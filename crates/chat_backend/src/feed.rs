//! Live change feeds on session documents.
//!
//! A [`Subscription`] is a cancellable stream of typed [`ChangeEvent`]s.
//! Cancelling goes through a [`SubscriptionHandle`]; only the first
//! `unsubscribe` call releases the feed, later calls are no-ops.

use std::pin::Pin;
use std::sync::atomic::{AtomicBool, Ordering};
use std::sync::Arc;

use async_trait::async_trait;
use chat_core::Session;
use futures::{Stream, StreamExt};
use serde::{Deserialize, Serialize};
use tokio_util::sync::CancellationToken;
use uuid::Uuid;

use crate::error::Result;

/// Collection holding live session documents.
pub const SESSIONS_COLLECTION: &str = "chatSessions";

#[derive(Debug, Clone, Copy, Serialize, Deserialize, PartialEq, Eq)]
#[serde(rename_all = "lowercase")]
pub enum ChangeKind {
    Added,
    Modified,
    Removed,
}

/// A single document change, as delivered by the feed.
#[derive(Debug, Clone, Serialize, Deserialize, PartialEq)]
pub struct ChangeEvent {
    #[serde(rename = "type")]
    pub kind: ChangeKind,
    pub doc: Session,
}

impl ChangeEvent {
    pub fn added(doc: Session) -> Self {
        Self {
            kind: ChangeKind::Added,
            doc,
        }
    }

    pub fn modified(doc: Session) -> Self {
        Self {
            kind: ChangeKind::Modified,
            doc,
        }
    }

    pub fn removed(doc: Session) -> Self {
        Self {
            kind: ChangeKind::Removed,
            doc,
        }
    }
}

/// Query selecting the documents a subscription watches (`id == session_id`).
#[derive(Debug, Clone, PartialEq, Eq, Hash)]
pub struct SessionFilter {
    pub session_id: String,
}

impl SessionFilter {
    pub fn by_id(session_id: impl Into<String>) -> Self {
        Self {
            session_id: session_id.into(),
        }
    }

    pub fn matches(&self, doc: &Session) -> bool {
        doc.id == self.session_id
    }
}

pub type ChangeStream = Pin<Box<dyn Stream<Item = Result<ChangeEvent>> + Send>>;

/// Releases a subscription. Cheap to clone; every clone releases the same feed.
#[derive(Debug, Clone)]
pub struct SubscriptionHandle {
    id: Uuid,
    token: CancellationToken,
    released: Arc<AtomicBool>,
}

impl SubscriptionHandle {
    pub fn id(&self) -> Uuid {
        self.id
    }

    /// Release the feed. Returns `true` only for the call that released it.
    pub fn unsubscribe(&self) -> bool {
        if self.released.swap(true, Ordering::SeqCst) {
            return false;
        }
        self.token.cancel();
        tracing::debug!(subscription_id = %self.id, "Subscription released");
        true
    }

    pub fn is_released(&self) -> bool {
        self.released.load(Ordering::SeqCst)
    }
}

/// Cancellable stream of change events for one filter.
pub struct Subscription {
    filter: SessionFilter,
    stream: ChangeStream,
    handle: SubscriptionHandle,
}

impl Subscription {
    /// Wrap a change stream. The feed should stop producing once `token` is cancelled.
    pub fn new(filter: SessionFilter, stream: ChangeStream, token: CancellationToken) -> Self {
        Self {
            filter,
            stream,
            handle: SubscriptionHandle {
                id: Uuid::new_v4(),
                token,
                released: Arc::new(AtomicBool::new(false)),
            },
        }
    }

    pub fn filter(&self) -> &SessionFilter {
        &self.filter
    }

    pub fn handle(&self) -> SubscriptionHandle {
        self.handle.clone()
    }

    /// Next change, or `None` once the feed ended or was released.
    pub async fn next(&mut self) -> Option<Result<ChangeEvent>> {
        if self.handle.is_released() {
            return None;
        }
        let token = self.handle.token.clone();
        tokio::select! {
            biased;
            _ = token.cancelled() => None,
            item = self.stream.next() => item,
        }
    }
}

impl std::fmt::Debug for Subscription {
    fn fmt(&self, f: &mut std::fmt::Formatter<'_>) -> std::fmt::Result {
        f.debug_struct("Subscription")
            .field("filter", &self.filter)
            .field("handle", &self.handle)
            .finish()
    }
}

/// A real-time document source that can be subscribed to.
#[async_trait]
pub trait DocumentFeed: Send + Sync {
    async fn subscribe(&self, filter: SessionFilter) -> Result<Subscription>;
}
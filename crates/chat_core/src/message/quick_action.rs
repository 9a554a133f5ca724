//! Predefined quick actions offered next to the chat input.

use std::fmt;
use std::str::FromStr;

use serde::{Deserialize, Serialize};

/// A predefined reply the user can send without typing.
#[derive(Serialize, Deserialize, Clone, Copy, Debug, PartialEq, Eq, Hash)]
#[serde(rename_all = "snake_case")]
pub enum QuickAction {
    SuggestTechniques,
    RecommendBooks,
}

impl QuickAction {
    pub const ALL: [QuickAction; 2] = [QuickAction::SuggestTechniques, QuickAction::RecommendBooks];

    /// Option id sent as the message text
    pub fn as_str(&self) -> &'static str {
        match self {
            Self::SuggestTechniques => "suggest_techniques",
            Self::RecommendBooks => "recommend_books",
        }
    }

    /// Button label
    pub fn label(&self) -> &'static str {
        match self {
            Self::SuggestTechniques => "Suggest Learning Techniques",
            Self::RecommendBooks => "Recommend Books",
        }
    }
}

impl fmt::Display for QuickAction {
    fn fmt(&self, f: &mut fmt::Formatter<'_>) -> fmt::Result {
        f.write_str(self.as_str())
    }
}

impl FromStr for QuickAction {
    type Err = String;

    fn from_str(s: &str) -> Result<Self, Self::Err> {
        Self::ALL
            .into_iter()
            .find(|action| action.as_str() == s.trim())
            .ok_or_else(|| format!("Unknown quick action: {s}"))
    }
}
------------------------------------------------------------
Work instruction: Return every line of the listing, word for word.

Solution to this task:
filename crates/chat_backend/src/feed.rs
//! Live change feeds on session documents.
//!
//! A [`Subscription`] is a cancellable stream of typed [`ChangeEvent`]s.
//! Cancelling goes through a [`SubscriptionHandle`]; only the first
//! `unsubscribe` call releases the feed, later calls are no-ops.

use std::pin::Pin;
use std::sync::atomic::{AtomicBool, Ordering};
use std::sync::Arc;

use async_trait::async_trait;
use chat_core::Session;
use futures::{Stream, StreamExt};
use serde::{Deserialize, Serialize};
use tokio_util::sync::CancellationToken;
use uuid::Uuid;

use crate::error::Result;

/// Collection holding live session documents.
pub const SESSIONS_COLLECTION: &str = "chatSessions";

#[derive(Debug, Clone, Copy, Serialize, Deserialize, PartialEq, Eq)]
#[serde(rename_all = "lowercase")]
pub enum ChangeKind {
    Added,
    Modified,
    Removed,
}

/// A single document change, as delivered by the feed.
#[derive(Debug, Clone, Serialize, Deserialize, PartialEq)]
pub struct ChangeEvent {
    #[serde(rename = "type")]
    pub kind: ChangeKind,
    pub doc: Session,
}

impl ChangeEvent {
    pub fn added(doc: Session) -> Self {
        Self {
            kind: ChangeKind::Added,
            doc,
        }
    }

    pub fn modified(doc: Session) -> Self {
        Self {
            kind: ChangeKind::Modified,
            doc,
        }
    }

    pub fn removed(doc: Session) -> Self {
        Self {
            kind: ChangeKind::Removed,
            doc,
        }
    }
}

/// Query selecting the documents a subscription watches (`id == session_id`).
#[derive(Debug, Clone, PartialEq, Eq, Hash)]
pub struct SessionFilter {
    pub session_id: String,
}

impl SessionFilter {
    pub fn by_id(session_id: impl Into<String>) -> Self {
        Self {
            session_id: session_id.into(),
        }
    }

    pub fn matches(&self, doc: &Session) -> bool {
        doc.id == self.session_id
    }
}

pub type ChangeStream = Pin<Box<dyn Stream<Item = Result<ChangeEvent>> + Send>>;

/// Releases a subscription. Cheap to clone; every clone releases the same feed.
#[derive(Debug, Clone)]
pub struct SubscriptionHandle {
    id: Uuid,
    token: CancellationToken,
    released: Arc<AtomicBool>,
}

impl SubscriptionHandle {
    pub fn id(&self) -> Uuid {
        self.id
    }

    /// Release the feed. Returns `true` only for the call that released it.
    pub fn unsubscribe(&self) -> bool {
        if self.released.swap(true, Ordering::SeqCst) {
            return false;
        }
        self.token.cancel();
        tracing::debug!(subscription_id = %self.id, "Subscription released");
        true
    }

    pub fn is_released(&self) -> bool {
        self.released.load(Ordering::SeqCst)
    }
}

/// Cancellable stream of change events for one filter.
pub struct Subscription {
    filter: SessionFilter,
    stream: ChangeStream,
    handle: SubscriptionHandle,
}

impl Subscription {
    /// Wrap a change stream. The feed should stop producing once `token` is cancelled.
    pub fn new(filter: SessionFilter, stream: ChangeStream, token: CancellationToken) -> Self {
        Self {
            filter,
            stream,
            handle: SubscriptionHandle {
                id: Uuid::new_v4(),
                token,
                released: Arc::new(AtomicBool::new(false)),
            },
        }
    }

    pub fn filter(&self) -> &SessionFilter {
        &self.filter
    }

    pub fn handle(&self) -> SubscriptionHandle {
        self.handle.clone()
    }

    /// Next change, or `None` once the feed ended or was released.
    pub async fn next(&mut self) -> Option<Result<ChangeEvent>> {
        if self.handle.is_released() {
            return None;
        }
        let token = self.handle.token.clone();
        tokio::select! {
            biased;
            _ = token.cancelled() => None,
            item = self.stream.next() => item,
        }
    }
}

impl std::fmt::Debug for Subscription {
    fn fmt(&self, f: &mut std::fmt::Formatter<'_>) -> std::fmt::Result {
        f.debug_struct("Subscription")
            .field("filter", &self.filter)
            .field("handle", &self.handle)
            .finish()
    }
}

/// A real-time document source that can be subscribed to.
#[async_trait]
pub trait DocumentFeed: Send + Sync {
    async fn subscribe(&self, filter: SessionFilter) -> Result<Subscription>;
}
filename crates/chat_core/src/message/quick_action.rs
repository 9a554a133f5ca724
//! Predefined quick actions offered next to the chat input.

use std::fmt;
use std::str::FromStr;

use serde::{Deserialize, Serialize};

/// A predefined reply the user can send without typing.
#[derive(Serialize, Deserialize, Clone, Copy, Debug, PartialEq, Eq, Hash)]
#[serde(rename_all = "snake_case")]
pub enum QuickAction {
    SuggestTechniques,
    RecommendBooks,
}

impl QuickAction {
    pub const ALL: [QuickAction; 2] = [QuickAction::SuggestTechniques, QuickAction::RecommendBooks];

    /// Option id sent as the message text
    pub fn as_str(&self) -> &'static str {
        match self {
            Self::SuggestTechniques => "suggest_techniques",
            Self::RecommendBooks => "recommend_books",
        }
    }

    /// Button label
    pub fn label(&self) -> &'static str {
        match self {
            Self::SuggestTechniques => "Suggest Learning Techniques",
            Self::RecommendBooks => "Recommend Books",
        }
    }
}

impl fmt::Display for QuickAction {
    fn fmt(&self, f: &mut fmt::Formatter<'_>) -> fmt::Result {
        f.write_str(self.as_str())
    }
}

impl FromStr for QuickAction {
    type Err = String;

    fn from_str(s: &str) -> Result<Self, Self::Err> {
        Self::ALL
            .into_iter()
            .find(|action| action.as_str() == s.trim())
            .ok_or_else(|| format!("Unknown quick action: {s}"))
    }
}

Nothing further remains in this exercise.